To help people get the most out of their food, Sonoma Family Meal Chef Heather Ames will demonstrate how to cook with vegetables and other perishables that might otherwise end up thrown away or in the compost bin. See box for more details.
“The course is less about using leftover food and more about using perishable foods before they spoil,” Reuling said. “And that requires creative cooking techniques, planning ahead, and checking your fridge before you go to the store, to avoid over-buying.
“Collectively, the United States wastes more than $400 million worth of food a year,” Reuling said, citing Feeding America, a national network of food banks.
The most common food scraps in the trash, Reuling said, are fresh herbs, vegetable stalks, Swiss chard, kale and broccoli. Got leftover broccoli stalks? You can make the Broccoli Tots recipe from Ames, which follows. The remaining chard stalks can become a chard stalk gratin. And just about any leftover vegetable can be turned into a versatile vegetable broth, with a little advice from Ames on which vegetables to use and which to avoid.
UC Master Food Preservers of Sonoma County, a volunteer group focused on how to preserve food safely at home, taught a similar course in July and showed participants how to use leftover apples and leftover vegetables. and herbs.
“Food waste is a big problem in our country (and county),” Tobi Brown, a volunteer with Master Food Preservers, said in an email. “Wasted food often ends up in landfill. When it breaks down, it releases a byproduct of methane gas, which exacerbates climate change.
Using food wisely is paramount, Brown said.
“We need to reduce the amount of food we buy or grow to fit what our family can eat,” he said.
Brown has a large garden and grows much of her family’s produce for the year. But he also reassessed how badly he needs to grow.

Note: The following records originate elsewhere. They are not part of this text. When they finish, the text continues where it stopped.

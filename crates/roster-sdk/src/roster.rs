use roster_store::{Filter, Store, StoreConfig};
use roster_types::Entity;
use tracing::info;

use crate::error::SdkResult;
use crate::password::PasswordHasher;
use crate::payload::{NewUser, UserUpdate};
use crate::session::UserSession;
use crate::user::User;

/// Application context owning one store per declared type.
///
/// Open it once at startup and pass it (or a lock around it) to whatever
/// serves requests. Separate `Roster`s over separate directories are fully
/// independent.
#[derive(Debug)]
pub struct Roster {
    config: StoreConfig,
    users: Store<User>,
    sessions: Store<UserSession>,
}

impl Roster {
    /// Load every declared type's snapshot from `config.data_dir`.
    pub fn open(config: StoreConfig) -> SdkResult<Self> {
        let users: Store<User> = Store::open(&config)?;
        let sessions: Store<UserSession> = Store::open(&config)?;
        info!(
            data_dir = %config.data_dir.display(),
            users = users.count(),
            sessions = sessions.count(),
            "roster opened"
        );
        Ok(Self {
            config,
            users,
            sessions,
        })
    }

    pub fn config(&self) -> &StoreConfig {
        &self.config
    }

    pub fn users(&self) -> &Store<User> {
        &self.users
    }

    pub fn users_mut(&mut self) -> &mut Store<User> {
        &mut self.users
    }

    pub fn sessions(&self) -> &Store<UserSession> {
        &self.sessions
    }

    pub fn sessions_mut(&mut self) -> &mut Store<UserSession> {
        &mut self.sessions
    }

    /// Users whose email equals `email`.
    pub fn users_by_email(&self, email: &str) -> Vec<&User> {
        self.users.search(&Filter::new().eq("email", email))
    }

    /// Create and persist a user from a validated creation payload.
    pub fn create_user(&mut self, new: NewUser, hasher: &dyn PasswordHasher) -> SdkResult<&User> {
        let mut user = User::new();
        user.email = Some(new.email);
        user.set_password(&new.password, hasher)?;
        user.first_name = new.first_name;
        user.last_name = new.last_name;
        Ok(self.users.save(user)?)
    }

    /// Apply the non-empty parts of `update` to user `id` and persist.
    ///
    /// Returns `Ok(None)` when no user has that id.
    pub fn update_user(&mut self, id: &str, update: UserUpdate) -> SdkResult<Option<&User>> {
        let Some(current) = self.users.get(id) else {
            return Ok(None);
        };
        let mut user = current.clone();
        if let Some(first_name) = update.first_name {
            user.first_name = Some(first_name);
        }
        if let Some(last_name) = update.last_name {
            user.last_name = Some(last_name);
        }
        Ok(Some(self.users.save(user)?))
    }

    /// Remove user `id` together with every session that belongs to it.
    pub fn remove_user(&mut self, id: &str) -> SdkResult<Option<User>> {
        let Some(user) = self.users.remove(id)? else {
            return Ok(None);
        };
        let owned: Vec<_> = self
            .sessions
            .search(&Filter::new().eq("user_id", user.id().as_str()))
            .into_iter()
            .map(|s| s.id().clone())
            .collect();
        for session_id in owned {
            self.sessions.remove(&session_id)?;
        }
        Ok(Some(user))
    }
}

“I thought I was using all the bounty in the garden well until I seriously considered what I was giving to my chickens or the compost heap,” he said. “It’s amazing the savings you can make if you eat locally, seasonally and save the rest for the rest of the year.”
Avoid waste for all
Denise Toll signed up for the Sonoma Family Meal course because she wants to learn about gleaning, in which people, usually volunteers, collect leftover produce from fields after harvest, from fruit trees in the neighborhood and other places to donate.
The next class makes her think about what she throws away and who doesn’t have enough to eat.
“I worked with a group in Portland that gleaned fruits and vegetables and provided food for people in need in the city,” said the retired Petaluma teacher. “I’m ashamed to say that it’s the vegetable matter that I waste the most. I quickly compost brown, soft and soggy plant matter.
With a fresh look at produce, Toll says, she’ll learn how to preserve food, peel her compost and save money.
Toll runs a local group called Cool Block Petaluma, where neighbors come together to share ideas on how to reduce their carbon footprint in their homes. Ames, a neighbor of Toll, is part of the group.
“By taking this class with Heather Ames, I hope to find volunteer opportunities to support our community,” Toll said.
Food Insecurity in Sonoma County
Rachelle Mesheau of the Redwood Empire Food Bank said food insecurity — limited or uncertain access to enough food — is a major challenge in Sonoma County right now. His organization, the largest food bank in our region, currently serves more than 100,000 people, and that number has grown under the economic pressures brought by the COVID-19 pandemic.